● **Prompt**:
Looking at the entries, how many lines hold the word "lock"? State the number by itself.

________________

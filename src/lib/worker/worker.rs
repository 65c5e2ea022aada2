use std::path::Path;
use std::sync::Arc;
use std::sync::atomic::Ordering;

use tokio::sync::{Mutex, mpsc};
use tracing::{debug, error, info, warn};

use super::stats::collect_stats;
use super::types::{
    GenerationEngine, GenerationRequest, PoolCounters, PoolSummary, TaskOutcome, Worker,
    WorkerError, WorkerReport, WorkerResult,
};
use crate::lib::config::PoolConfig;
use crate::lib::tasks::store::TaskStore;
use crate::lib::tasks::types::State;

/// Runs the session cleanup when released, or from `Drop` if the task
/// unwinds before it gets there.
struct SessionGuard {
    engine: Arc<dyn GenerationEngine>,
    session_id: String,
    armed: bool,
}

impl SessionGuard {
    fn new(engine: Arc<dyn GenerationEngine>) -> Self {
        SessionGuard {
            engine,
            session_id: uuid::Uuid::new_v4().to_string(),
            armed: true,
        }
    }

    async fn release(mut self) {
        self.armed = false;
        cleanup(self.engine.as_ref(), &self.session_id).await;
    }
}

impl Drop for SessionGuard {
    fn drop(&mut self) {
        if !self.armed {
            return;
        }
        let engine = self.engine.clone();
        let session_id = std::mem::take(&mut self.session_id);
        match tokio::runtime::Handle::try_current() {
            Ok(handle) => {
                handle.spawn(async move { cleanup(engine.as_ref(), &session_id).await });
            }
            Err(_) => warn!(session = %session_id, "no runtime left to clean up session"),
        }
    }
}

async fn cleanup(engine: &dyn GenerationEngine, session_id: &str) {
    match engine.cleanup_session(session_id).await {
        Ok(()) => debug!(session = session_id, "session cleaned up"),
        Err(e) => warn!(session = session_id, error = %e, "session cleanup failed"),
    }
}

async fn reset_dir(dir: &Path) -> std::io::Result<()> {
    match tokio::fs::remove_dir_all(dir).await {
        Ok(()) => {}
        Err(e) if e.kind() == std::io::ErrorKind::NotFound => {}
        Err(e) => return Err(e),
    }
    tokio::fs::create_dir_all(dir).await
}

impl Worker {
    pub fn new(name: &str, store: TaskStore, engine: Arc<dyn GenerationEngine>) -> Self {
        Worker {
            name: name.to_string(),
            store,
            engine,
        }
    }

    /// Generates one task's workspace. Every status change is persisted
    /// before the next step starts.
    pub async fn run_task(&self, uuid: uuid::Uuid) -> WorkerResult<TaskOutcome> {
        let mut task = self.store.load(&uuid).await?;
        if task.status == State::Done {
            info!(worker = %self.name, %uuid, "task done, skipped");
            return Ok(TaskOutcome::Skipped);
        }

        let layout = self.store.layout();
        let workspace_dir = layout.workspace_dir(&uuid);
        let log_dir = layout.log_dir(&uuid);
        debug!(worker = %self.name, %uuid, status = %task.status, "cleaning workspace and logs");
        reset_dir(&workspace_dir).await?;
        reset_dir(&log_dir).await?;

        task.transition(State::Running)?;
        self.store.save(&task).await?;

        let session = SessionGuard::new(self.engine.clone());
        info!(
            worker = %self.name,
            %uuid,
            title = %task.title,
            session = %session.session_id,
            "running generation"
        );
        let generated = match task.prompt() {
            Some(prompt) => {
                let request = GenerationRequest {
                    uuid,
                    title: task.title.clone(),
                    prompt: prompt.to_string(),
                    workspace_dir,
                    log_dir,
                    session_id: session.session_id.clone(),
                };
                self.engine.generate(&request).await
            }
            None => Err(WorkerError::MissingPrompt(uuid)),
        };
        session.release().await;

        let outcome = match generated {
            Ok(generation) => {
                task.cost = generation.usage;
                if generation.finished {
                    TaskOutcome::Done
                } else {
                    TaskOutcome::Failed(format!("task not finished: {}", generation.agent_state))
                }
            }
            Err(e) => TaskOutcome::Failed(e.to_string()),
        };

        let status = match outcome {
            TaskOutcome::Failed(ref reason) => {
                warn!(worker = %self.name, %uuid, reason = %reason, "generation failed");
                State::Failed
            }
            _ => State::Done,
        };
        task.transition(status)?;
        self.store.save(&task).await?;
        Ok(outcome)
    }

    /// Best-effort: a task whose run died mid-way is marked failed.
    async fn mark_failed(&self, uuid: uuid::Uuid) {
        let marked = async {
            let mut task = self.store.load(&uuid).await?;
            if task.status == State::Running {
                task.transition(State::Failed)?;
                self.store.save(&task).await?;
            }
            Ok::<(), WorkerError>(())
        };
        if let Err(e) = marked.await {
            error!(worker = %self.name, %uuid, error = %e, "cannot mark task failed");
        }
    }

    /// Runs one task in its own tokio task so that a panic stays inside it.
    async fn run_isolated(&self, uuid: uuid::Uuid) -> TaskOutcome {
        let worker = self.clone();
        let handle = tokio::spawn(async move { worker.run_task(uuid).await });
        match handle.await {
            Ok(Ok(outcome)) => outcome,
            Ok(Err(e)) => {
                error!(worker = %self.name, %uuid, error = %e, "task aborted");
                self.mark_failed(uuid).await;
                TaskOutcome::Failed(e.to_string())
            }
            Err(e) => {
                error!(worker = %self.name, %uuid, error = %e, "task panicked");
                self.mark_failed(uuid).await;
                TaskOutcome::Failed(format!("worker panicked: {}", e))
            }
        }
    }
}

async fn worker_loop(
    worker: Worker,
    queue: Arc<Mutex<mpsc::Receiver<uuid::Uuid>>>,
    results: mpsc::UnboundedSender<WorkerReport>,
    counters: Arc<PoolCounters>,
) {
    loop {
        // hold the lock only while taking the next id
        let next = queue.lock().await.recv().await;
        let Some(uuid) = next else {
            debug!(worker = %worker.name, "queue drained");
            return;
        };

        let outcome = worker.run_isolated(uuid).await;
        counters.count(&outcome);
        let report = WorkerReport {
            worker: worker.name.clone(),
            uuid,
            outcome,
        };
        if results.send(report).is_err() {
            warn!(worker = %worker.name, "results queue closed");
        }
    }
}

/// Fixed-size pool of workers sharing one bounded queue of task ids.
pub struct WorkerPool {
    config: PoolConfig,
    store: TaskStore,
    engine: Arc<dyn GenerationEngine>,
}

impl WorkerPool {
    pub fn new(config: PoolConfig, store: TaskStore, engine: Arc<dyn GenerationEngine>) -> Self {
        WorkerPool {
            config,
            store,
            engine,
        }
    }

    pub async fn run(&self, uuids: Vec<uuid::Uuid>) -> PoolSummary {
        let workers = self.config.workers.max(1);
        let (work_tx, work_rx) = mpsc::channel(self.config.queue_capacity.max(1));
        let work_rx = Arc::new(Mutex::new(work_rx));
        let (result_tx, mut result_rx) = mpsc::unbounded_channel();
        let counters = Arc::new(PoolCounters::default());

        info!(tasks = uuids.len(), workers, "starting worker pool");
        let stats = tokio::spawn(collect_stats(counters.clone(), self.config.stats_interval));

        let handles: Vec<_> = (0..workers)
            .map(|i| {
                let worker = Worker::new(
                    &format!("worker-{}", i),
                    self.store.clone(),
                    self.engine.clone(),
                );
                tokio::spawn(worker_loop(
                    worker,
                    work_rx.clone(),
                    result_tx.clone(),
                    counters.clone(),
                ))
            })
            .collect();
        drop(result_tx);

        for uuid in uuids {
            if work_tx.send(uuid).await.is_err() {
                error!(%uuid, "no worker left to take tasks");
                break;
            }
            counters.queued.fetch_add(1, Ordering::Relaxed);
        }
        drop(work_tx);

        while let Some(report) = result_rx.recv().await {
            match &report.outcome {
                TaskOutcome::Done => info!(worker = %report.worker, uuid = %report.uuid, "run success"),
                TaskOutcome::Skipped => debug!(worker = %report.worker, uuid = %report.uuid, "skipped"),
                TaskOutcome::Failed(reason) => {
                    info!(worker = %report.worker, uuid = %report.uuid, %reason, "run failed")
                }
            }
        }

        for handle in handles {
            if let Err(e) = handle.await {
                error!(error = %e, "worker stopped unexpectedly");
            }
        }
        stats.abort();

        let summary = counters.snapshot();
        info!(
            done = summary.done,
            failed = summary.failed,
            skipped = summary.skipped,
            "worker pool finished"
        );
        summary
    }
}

________________

● **Response box**:
2